**** RECORDED INFORMATION ****

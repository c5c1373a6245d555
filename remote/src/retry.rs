//! HTTP retry policy with exponential backoff.
//!
//! # Retry Policy
//!
//! - Max retries: 2 (3 total attempts)
//! - Initial delay: 500ms
//! - Max delay: 8 seconds
//! - Jitter: down-jitter up to 25% (multiplier in [0.75, 1.0])
//!
//! # Retryable Conditions
//!
//! - HTTP 408, 429, 5xx
//! - Connection errors and timeouts
//! - Only `GET` and `PUT`. A repeated `PATCH` could apply a `toggle` twice and a
//!   repeated `POST` could create a second database, so both get one attempt.

use std::time::Duration;

use reqwest::{Method, RequestBuilder, Response, StatusCode, header::HeaderMap};

/// Retry configuration.
#[derive(Debug, Clone, PartialEq)]
pub struct RetryConfig {
    /// Maximum number of retries (not counting initial request).
    pub max_retries: u32,
    /// Initial backoff delay before first retry.
    pub initial_delay: Duration,
    /// Maximum backoff delay.
    pub max_delay: Duration,
    /// Jitter factor for down-jitter (0.25 = up to 25% reduction).
    pub jitter_factor: f64,
}

impl Default for RetryConfig {
    fn default() -> Self {
        Self {
            max_retries: 2,
            initial_delay: Duration::from_millis(500),
            max_delay: Duration::from_secs(8),
            jitter_factor: 0.25,
        }
    }
}

impl RetryConfig {
    /// One attempt, no retries.
    #[must_use]
    pub fn single_attempt() -> Self {
        Self {
            max_retries: 0,
            ..Self::default()
        }
    }

    /// The policy for `method`. Only `GET` and `PUT` are replayed; anything
    /// else gets a single attempt.
    #[must_use]
    pub fn for_method(&self, method: &Method) -> Self {
        if *method == Method::GET || *method == Method::PUT {
            self.clone()
        } else {
            Self::single_attempt()
        }
    }

    /// Backoff before the retry following `failed_attempts` failures.
    fn backoff(&self, failed_attempts: u32) -> Duration {
        let exponent = i32::try_from(failed_attempts.saturating_sub(1)).unwrap_or(i32::MAX);
        let ceiling = self.max_delay.as_secs_f64();
        let base = (self.initial_delay.as_secs_f64() * 2.0_f64.powi(exponent)).min(ceiling);
        let factor = 1.0 - rand::random::<f64>() * self.jitter_factor;
        Duration::from_secs_f64(base * factor)
    }
}

const MAX_SERVER_HINT: Duration = Duration::from_secs(60);

fn usable_hint(delay: Duration) -> Option<Duration> {
    (delay > Duration::ZERO && delay < MAX_SERVER_HINT).then_some(delay)
}

fn header_str<'a>(headers: &'a HeaderMap, name: &str) -> Option<&'a str> {
    headers.get(name)?.to_str().ok()
}

/// Server-requested delay from `Retry-After-Ms` (preferred) or `Retry-After`
/// in whole seconds. Zero, unparsable and minute-plus hints are ignored.
#[must_use]
pub fn parse_retry_after(headers: &HeaderMap) -> Option<Duration> {
    let millis = header_str(headers, "retry-after-ms")
        .and_then(|raw| raw.parse::<f64>().ok())
        .filter(|ms| ms.is_finite() && *ms > 0.0 && *ms < 60_000.0)
        .and_then(|ms| usable_hint(Duration::from_secs_f64(ms / 1000.0)));
    millis.or_else(|| {
        header_str(headers, "retry-after")
            .and_then(|raw| raw.parse::<u64>().ok())
            .and_then(|secs| usable_hint(Duration::from_secs(secs)))
    })
}

#[must_use]
pub fn should_retry(status: StatusCode) -> bool {
    status == StatusCode::REQUEST_TIMEOUT
        || status == StatusCode::TOO_MANY_REQUESTS
        || status.is_server_error()
}

/// Delay before the next attempt, after `failed_attempts` failures (1 for the
/// first retry). A usable server hint replaces the jittered backoff.
#[must_use]
pub fn calculate_retry_delay(
    failed_attempts: u32,
    config: &RetryConfig,
    headers: Option<&HeaderMap>,
) -> Duration {
    headers
        .and_then(parse_retry_after)
        .unwrap_or_else(|| config.backoff(failed_attempts))
}

/// How a request ended once retries were used up or not applicable.
#[derive(Debug)]
pub enum RetryOutcome {
    /// 2xx response.
    Success(Response),
    /// Any other response; the body is left for the caller to read.
    HttpError(Response),
    /// The last of several attempts failed to connect or timed out.
    ConnectionError {
        attempts: u32,
        source: reqwest::Error,
    },
    /// A transport failure that was not retried.
    NonRetryable(reqwest::Error),
}

/// Send the request built by `build_request`, rebuilding it for each attempt.
pub async fn send_with_retry<F>(build_request: F, config: &RetryConfig) -> RetryOutcome
where
    F: Fn() -> RequestBuilder,
{
    let attempts = config.max_retries.saturating_add(1);
    let mut attempt = 0;
    loop {
        attempt += 1;
        let out_of_attempts = attempt == attempts;

        let delay = match build_request().send().await {
            Ok(response) if response.status().is_success() => {
                return RetryOutcome::Success(response);
            }
            Ok(response) if out_of_attempts || !should_retry(response.status()) => {
                return RetryOutcome::HttpError(response);
            }
            Ok(response) => {
                let delay = calculate_retry_delay(attempt, config, Some(response.headers()));
                tracing::debug!(
                    status = %response.status(),
                    attempt,
                    delay_ms = delay.as_millis(),
                    "Retrying after error status"
                );
                delay
            }
            Err(e) if attempt == 1 && (attempts == 1 || !is_retryable_error(&e)) => {
                return RetryOutcome::NonRetryable(e);
            }
            Err(e) if out_of_attempts || !is_retryable_error(&e) => {
                return RetryOutcome::ConnectionError {
                    attempts: attempt,
                    source: e,
                };
            }
            Err(e) => {
                let delay = calculate_retry_delay(attempt, config, None);
                tracing::debug!(
                    error = %e,
                    attempt,
                    delay_ms = delay.as_millis(),
                    "Retrying after connection error"
                );
                delay
            }
        };
        tokio::time::sleep(delay).await;
    }
}

fn is_retryable_error(error: &reqwest::Error) -> bool {
    error.is_connect() || error.is_timeout()
}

****

_WHAT IS REQUIRED_.
From the records above, tally every line that includes the word "repeated" and reply with the total by itself.

_RESULT OF THIS EXERCISE_.
2